[What is required] Below are some records. Return exactly the lines from the one with "let mut kernel: Vec<f32>" to the one with "axis: usize) ->", and nothing else.

####################

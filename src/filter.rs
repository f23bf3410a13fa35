//! Pre-segmentation smoothing.
//!
//! Both filters use a replicate border: out-of-range neighbors take the
//! value of the nearest edge voxel, so the output keeps the input shape.
//! Both are deterministic; running the same filter on the same grid twice
//! yields bit-identical results.

use ndarray::{Array3, Zip};

use crate::enums::FilterKind;
use crate::error::{PipelineError, Result};
use crate::volume::VolumeGrid;

/// Smooth a volume with the given kernel size (odd, positive; the cubic
/// neighborhood is `kernel_size` voxels on each edge). Returns a new grid.
pub fn apply(volume: &VolumeGrid, kind: FilterKind, kernel_size: usize) -> Result<VolumeGrid> {
    if kernel_size == 0 || kernel_size % 2 == 0 {
        return Err(PipelineError::InvalidParameter(format!(
            "kernel size must be an odd positive integer, got {kernel_size}"
        )));
    }
    log::debug!("applying {kind:?} filter, kernel size {kernel_size}");
    let data = match kind {
        FilterKind::Gaussian => gaussian(volume.data(), kernel_size),
        FilterKind::Median => median(volume.data(), kernel_size),
    };
    Ok(volume.with_data(data))
}

/// Normalized 1-D Gaussian kernel with the fixed formula
/// `sigma = kernel_size / 6`, so the kernel radius spans three sigma and
/// the truncated tail is negligible.
fn gaussian_kernel(kernel_size: usize) -> Vec<f32> {
    let sigma = kernel_size as f32 / 6.0;
    let radius = (kernel_size / 2) as isize;
    let mut kernel: Vec<f32> = (-radius..=radius)
        .map(|i| {
            let t = i as f32 / sigma;
            (-0.5 * t * t).exp()
        })
        .collect();
    let sum: f32 = kernel.iter().sum();
    for k in &mut kernel {
        *k /= sum;
    }
    kernel
}

/// Separable Gaussian: one 1-D convolution per axis.
fn gaussian(data: &Array3<f32>, kernel_size: usize) -> Array3<f32> {
    let kernel = gaussian_kernel(kernel_size);
    let mut out = convolve_axis(data, &kernel, 0);
    out = convolve_axis(&out, &kernel, 1);
    convolve_axis(&out, &kernel, 2)
}

fn convolve_axis(data: &Array3<f32>, kernel: &[f32], axis: usize) -> Array3<f32> {
    let dim = data.dim();
    let extent = [dim.0, dim.1, dim.2][axis] as isize;
    let radius = (kernel.len() / 2) as isize;

    let mut out = Array3::zeros(dim);
    Zip::indexed(&mut out).par_for_each(|(z, y, x), o| {
        let mut idx = [z as isize, y as isize, x as isize];
        let center = idx[axis];
        let mut acc = 0.0f32;
        for (k, &weight) in kernel.iter().enumerate() {
            idx[axis] = (center + k as isize - radius).clamp(0, extent - 1);
            acc += weight * data[[idx[0] as usize, idx[1] as usize, idx[2] as usize]];
        }
        *o = acc;
    });
    out
}

/// Rank-selection median over the cubic neighborhood.
fn median(data: &Array3<f32>, kernel_size: usize) -> Array3<f32> {
    let (nz, ny, nx) = data.dim();
    let radius = (kernel_size / 2) as isize;
    let count = kernel_size * kernel_size * kernel_size;

    let mut out = Array3::zeros(data.dim());
    Zip::indexed(&mut out).par_for_each(|(z, y, x), o| {
        let mut neighborhood = Vec::with_capacity(count);
        for dz in -radius..=radius {
            let sz = (z as isize + dz).clamp(0, nz as isize - 1) as usize;
            for dy in -radius..=radius {
                let sy = (y as isize + dy).clamp(0, ny as isize - 1) as usize;
                for dx in -radius..=radius {
                    let sx = (x as isize + dx).clamp(0, nx as isize - 1) as usize;
                    neighborhood.push(data[[sz, sy, sx]]);
                }
            }
        }
        let mid = count / 2;
        let (_, median, _) = neighborhood.select_nth_unstable_by(mid, f32::total_cmp);
        *o = *median;
    });
    out
}
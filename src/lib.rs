// SPDX-License-Identifier: AGPL-3.0-or-later
//
// Copyright (C) 2025 Daniel Negri
//
// This program is free software: you can redistribute it and/or modify
// it under the terms of the GNU Affero General Public License as published by
// the Free Software Foundation, either version 3 of the License, or
// (at your option) any later version.
//
// This program is distributed in the hope that it will be useful,
// but WITHOUT ANY WARRANTY; without even the implied warranty of
// MERCHANTABILITY or FITNESS FOR A PARTICULAR PURPOSE. See the
// GNU Affero General Public License for more details.
//
// You should have received a copy of the GNU Affero General Public License
// along with this program. If not, see <https://www.gnu.org/licenses/>.

//! # Order Report
//!
//! This library computes per-file sales statistics from transaction logs,
//! validating every record against a small, read-only product catalog.
//!
//! ## Core Components
//!
//! - [`Catalog`]: Bounded set of at most nine products indexed by [`ProductId`]
//! - [`TransactionRecord`]: One parsed `productId,amount,discountPercent` line
//! - [`FileAggregate`]: Finished statistics for one transaction log
//! - [`Engine`]: Loads the catalog and aggregates every log concurrently
//! - [`Report`]: Rounded presentation view, written as text or CSV
//!
//! ## Example
//!
//! ```
//! use order_report::{Catalog, aggregate};
//! use rust_decimal_macros::dec;
//! use std::io::Cursor;
//!
//! let catalog = Catalog::from_reader("1,Widget,2.00\n".as_bytes()).unwrap();
//! let totals = aggregate("2021_order_details.txt", Cursor::new("1,3,10\n1,2,50\n"), &catalog);
//!
//! assert_eq!(totals.total_discounted_cost(), dec!(7.40));
//! assert_eq!(totals.total_units(), 5);
//! assert_eq!(totals.best_purchase().unwrap().to_string(), "Widget (Cost: $5.40)");
//! ```
//!
//! ## Thread Safety
//!
//! The catalog is immutable once built and is shared by reference with one
//! worker thread per file. Workers never share mutable state; results are
//! read only after every worker has been joined.

mod aggregate;
mod base;
pub mod catalog;
mod engine;
pub mod error;
pub mod report;
mod source;
mod transaction;

pub use aggregate::{BestPurchase, FileAggregate, LineOutcome, aggregate, discounted_cost};
pub use base::ProductId;
pub use catalog::{CATALOG_CAPACITY, Catalog, Product};
pub use engine::{DEFAULT_CATALOG, DEFAULT_ORDER_FILES, Engine};
pub use error::{CatalogLoadError, CatalogRowError, LineError, ReportError};
pub use report::{OutputFormat, Report, write_reports};
pub use source::{DirectorySource, LogSource};
pub use transaction::{TransactionRecord, parse_line};
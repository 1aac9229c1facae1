// SPDX-License-Identifier: AGPL-3.0-or-later
//
// Copyright (C) 2025 Daniel Negri
//
// This program is free software: you can redistribute it and/or modify
// it under the terms of the GNU Affero General Public License as published by
// the Free Software Foundation, either version 3 of the License, or
// (at your option) any later version.
//
// This program is distributed in the hope that it will be useful,
// but WITHOUT ANY WARRANTY; without even the implied warranty of
// MERCHANTABILITY or FITNESS FOR A PARTICULAR PURPOSE. See the
// GNU Affero General Public License for more details.
//
// You should have received a copy of the GNU Affero General Public License
// along with this program. If not, see <https://www.gnu.org/licenses/>.

//! Transaction log records.
//!
//! Each line of a transaction log is `productId,amount,discountPercent`.
//! Records are transient: they are parsed, folded into a
//! [`FileAggregate`](crate::FileAggregate), and dropped.

use crate::error::LineError;
use std::str::FromStr;
use tracing::warn;

/// One parsed transaction line.
///
/// The product id is kept as read; range checking against the catalog is the
/// aggregator's job. The discount is expected to be 0–100 but is not
/// validated.
#[derive(Debug, Clone, Copy, PartialEq, Eq)]
pub struct TransactionRecord {
    pub product_id: i32,
    pub amount: u32,
    pub discount_percent: i32,
}

impl TransactionRecord {
    /// Parses one log line.
    ///
    /// # Errors
    ///
    /// - [`LineError::FieldCount`] - the line does not have exactly 3 fields.
    /// - [`LineError::InvalidNumber`] - a field is not an integer, or the
    ///   amount is negative.
    pub fn parse(line: &str) -> Result<Self, LineError> {
        let fields: Vec<&str> = line.split(',').collect();
        let [product_id, amount, discount_percent] = fields[..] else {
            return Err(LineError::FieldCount(fields.len()));
        };

        Ok(Self {
            product_id: parse_field("product id", product_id)?,
            amount: parse_field("amount", amount)?,
            discount_percent: parse_field("discount", discount_percent)?,
        })
    }
}

impl FromStr for TransactionRecord {
    type Err = LineError;

    fn from_str(s: &str) -> Result<Self, Self::Err> {
        Self::parse(s)
    }
}

fn parse_field<T: FromStr>(field: &'static str, raw: &str) -> Result<T, LineError> {
    raw.trim().parse().map_err(|_| LineError::InvalidNumber {
        field,
        value: raw.to_string(),
    })
}

/// Parses a line from `file`, logging bad data.
///
/// Lines of the wrong shape are dropped silently; lines with a non-numeric
/// field are reported with the file name and the raw line.
pub fn parse_line(file: &str, line: &str) -> Option<TransactionRecord> {
    match TransactionRecord::parse(line) {
        Ok(record) => Some(record),
        Err(e) => {
            if e.is_diagnostic() {
                warn!("Invalid data in {}: {} ({})", file, line, e);
            }
            None
        }
    }
}

#[cfg(test)]
mod tests {
    use super::*;

    #[test]
    fn parse_simple_line() {
        let record = TransactionRecord::parse("1,3,10").unwrap();
        assert_eq!(
            record,
            TransactionRecord {
                product_id: 1,
                amount: 3,
                discount_percent: 10,
            }
        );
    }

    #[test]
    fn parse_with_whitespace() {
        let record: TransactionRecord = " 2 , 4 , 0 ".parse().unwrap();
        assert_eq!(record.product_id, 2);
        assert_eq!(record.amount, 4);
        assert_eq!(record.discount_percent, 0);
    }

    #[test]
    fn product_id_is_not_range_checked() {
        let record = TransactionRecord::parse("42,1,5").unwrap();
        assert_eq!(record.product_id, 42);
    }

    #[test]
    fn discount_is_not_range_checked() {
        assert_eq!(TransactionRecord::parse("1,1,150").unwrap().discount_percent, 150);
        assert_eq!(TransactionRecord::parse("1,1,-20").unwrap().discount_percent, -20);
    }

    #[test]
    fn wrong_field_count() {
        assert_eq!(TransactionRecord::parse("1,2"), Err(LineError::FieldCount(2)));
        assert_eq!(TransactionRecord::parse("1,2,3,4"), Err(LineError::FieldCount(4)));
        assert_eq!(TransactionRecord::parse(""), Err(LineError::FieldCount(1)));
    }

    #[test]
    fn non_numeric_fields() {
        assert_eq!(
            TransactionRecord::parse("abc,1,1"),
            Err(LineError::InvalidNumber {
                field: "product id",
                value: "abc".into()
            })
        );
        assert_eq!(
            TransactionRecord::parse("1,1.5,1"),
            Err(LineError::InvalidNumber {
                field: "amount",
                value: "1.5".into()
            })
        );
        assert_eq!(
            TransactionRecord::parse("1,1,"),
            Err(LineError::InvalidNumber {
                field: "discount",
                value: "".into()
            })
        );
    }

    #[test]
    fn negative_amount_is_invalid() {
        assert!(matches!(
            TransactionRecord::parse("1,-2,0"),
            Err(LineError::InvalidNumber { field: "amount", .. })
        ));
    }

    #[test]
    fn parse_line_drops_bad_lines() {
        assert!(parse_line("test.txt", "1,2").is_none());
        assert!(parse_line("test.txt", "x,2,3").is_none());
        assert!(parse_line("test.txt", "1,2,3").is_some());
    }
}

####################

[Answer box]
    let mut kernel: Vec<f32> = (-radius..=radius)
        .map(|i| {
            let t = i as f32 / sigma;
            (-0.5 * t * t).exp()
        })
        .collect();
    let sum: f32 = kernel.iter().sum();
    for k in &mut kernel {
        *k /= sum;
    }
    kernel
}

/// Separable Gaussian: one 1-D convolution per axis.
fn gaussian(data: &Array3<f32>, kernel_size: usize) -> Array3<f32> {
    let kernel = gaussian_kernel(kernel_size);
    let mut out = convolve_axis(data, &kernel, 0);
    out = convolve_axis(&out, &kernel, 1);
    convolve_axis(&out, &kernel, 2)
}

fn convolve_axis(data: &Array3<f32>, kernel: &[f32], axis: usize) -> Array3<f32> {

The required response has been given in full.